Access social networking sites using https:// to safeguard your username, password and other information you post. Using https:// rather than http:// adds another layer of security by encrypting the traffic from your browser to your social networking site. See Security in A Box: How to remain anonymous and bypass censorship on the internet.
Always make sure you use secure passwords to access social networks and your email. If anyone else does get into your account, they are gaining access to a lot of information about you and about anyone else you are connected to via that social network. Change your passwords regularly as a matter of routine. See Security in A Box: How to create and maintain secure passwords for more information.
Here are some tips from AccessNow Guide on how to create strong passwords:
- Think of a phrase, rather than a single word.
- Make your passphrases twelve or more characters long; this makes it harder to crack using various software programs.

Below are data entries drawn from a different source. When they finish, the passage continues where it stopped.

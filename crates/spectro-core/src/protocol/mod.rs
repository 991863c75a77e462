//! Serial Protocol Communication
//!
//! Implements the Secomam S250/Prim binary protocol for spectrophotometer
//! communication.
//!
//! Every command is a single opcode byte, usually preceded by the `ESC`
//! prefix and followed by a fixed payload. Responses are fixed-length and
//! carry no opcode of their own, so they are decoded against the command
//! that was sent.

pub mod codec;
pub mod commands;
mod connection;
pub mod dispatcher;
mod error;
pub mod model;
pub mod serial;
pub mod transport;

pub use codec::{DeviceReading, Response, SpectrumPoint, SpectrumProgress};
pub use commands::{Command, Opcode};
pub use connection::{ConnectionState, LinkState};
pub use dispatcher::{Dispatcher, DispatcherConfig, DispatcherState, QueuedCommand};
pub use error::ProtocolError;
pub use model::DeviceModel;
pub use serial::{
    list_ports, Parity, PermissionGate, PermissionGatedOpener, PortInfo, PortLister, PortOpener,
    SerialPortOpener, SerialSettings, SystemPorts,
};
pub use transport::{LinkObserver, SerialTransport, Transport};

/// Baud rate fixed by the device firmware
pub const DEFAULT_BAUD_RATE: u32 = 4800;

/// Default timeout for a command response in milliseconds
pub const DEFAULT_TIMEOUT_MS: u64 = 5000;

/// Timeout of the second-stage absorbance data fetch in milliseconds
pub const ABS_DATA_TIMEOUT_MS: u64 = 2000;

/// Interval at which an idle worker re-checks its stop flag
pub const DEFAULT_POLL_INTERVAL_MS: u64 = 100;

/// Device absorbance units per absorbance unit
pub const ABSORBANCE_SCALE: f64 = 10_000.0;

- Use a combination of symbols, numbers, uppercase and lowercase letters. One way is to include symbols and numbers for words and letters in a passphrase, which can be a saying or a line from a song or poem.
- Don’t use the same password for every account; if your password is easily intercepted when inputted online in a place that doesn’t offer HTTPS, it’s easy to intercept your log-in information and use it to access your other accounts.
- Change your passwords every 3 months or more often if you use internet cafe systems or computers other than your own.
- If you have problems remembering passwords, use a secure encrypted program like KeePass to keep track of them.
- Some accounts are compromised via lost password recovery systems. Be sure your security questions and answers for your accounts are not simple and easy to guess.
You can test the strength of your password using this online test.
Mobile phones can also have security and privacy risks. Security in a Box has an extensive set of guides on how to make sure that your mobile phone is safe.
One of the challenges of protecting privacy and security online is that the technology changes quickly and we need to be vigilant and educated. But the basic steps as reflected by the advice above can go a long way.
How are protecting your privacy on social networks? What resources have you found useful?